One of the things I've always found most curious about the "war on terror" is how obsessed so many Republicans are with al-Qaeda's psychology. During the Bush administration we were regularly told that insufficient stalwartness on the part of Democrats would "embolden" the terrorists, as though their boldness was really an issue. George W. Bush showed a great concern for demonstrating to terrorists that we were strong and resolute. Understanding their psychology is certainly worthwhile, but the people most interested in it seem to have the most cartoonish ideas about what motivates our enemies. Over at Mother Jones, Siddartha Mananta tells us about Rep. Howard "Buck" McKeon, soon to be chairman of the House Armed Services Committee, and his interesting views about war:
A proponent of that conservative '80s-era maxim "peace through power" and an advocate of detaining terror suspects indefinitely without charge or trial, McKeon recently offered a preview of his committee leadership at a Foreign Policy Initiative symposium. There, he lashed out at the Obama administration's strategy of engagement with countries like Syria and North Korea ("which translated to weakness," he said) and reserved particular scorn for advocates of cutting defense spending—which, he warned, is just the first step toward ceding global ascendancy to China. "When you cut back, when you show weakness, that's when you're exposed and that's when you get into wars," he said.

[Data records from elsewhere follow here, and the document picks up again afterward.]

//! Error types

mod config;
mod resolve;

pub use config::*;
pub use resolve::*;

/// Any error the widget core can produce.
#[derive(Debug, thiserror::Error)]
pub enum Error {
    /// The widget was configured inconsistently.
    #[error(transparent)]
    Config(#[from] ConfigError),

    /// A query could not be resolved.
    #[error(transparent)]
    Resolve(#[from] ResolveError),
}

Really? "When you show weakness ... you get into wars"? Is that what gets the United States into wars?
Come on now -- we're the global hegemon, and we get into wars whenever we damn well please. You may think every one of them was necessary, but the fact is that over the past half-century, the U.S. has gotten into wars with regularity, certainly more than any other country on earth. Every president since Ronald Reagan has had a war or two. Go a couple of years without one and we start getting itchy to invade somebody.

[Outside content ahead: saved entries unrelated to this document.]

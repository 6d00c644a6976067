pub mod board;
pub mod entry;
pub mod ids;
pub mod invitation;
pub mod position;
pub mod sorting;

pub use board::{Board, BoardPatch, BoardView, Lane, LanePatch, LaneView};
pub use entry::{Entry, EntryPatch, NewEntry, Priority};
pub use ids::{BoardId, EntryId, InvitationId, LaneId, UserId};
pub use invitation::{Invitation, InvitationStatus, PendingInvitation};
pub use sorting::{sort_entries, SortField, SortOrder};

So does McKeon actually think that if we "show weakness," say by cutting defense spending, that the Chinese government will say, "This is our chance. The invasion of the U.S. mainland commences at dawn!"? That they have even the slightest interest in getting into a war with us? That if China outpaces us on the global stage, it's going to be because they spend more than us on their military? That it's weakness that has produced our previous and current wars? That only if we had boosted defense spending a bit more, we would never have ended up invading Panama or Grenada or Iraq or Afghanistan?
I fear he does. This new Congress is going to be loads of fun.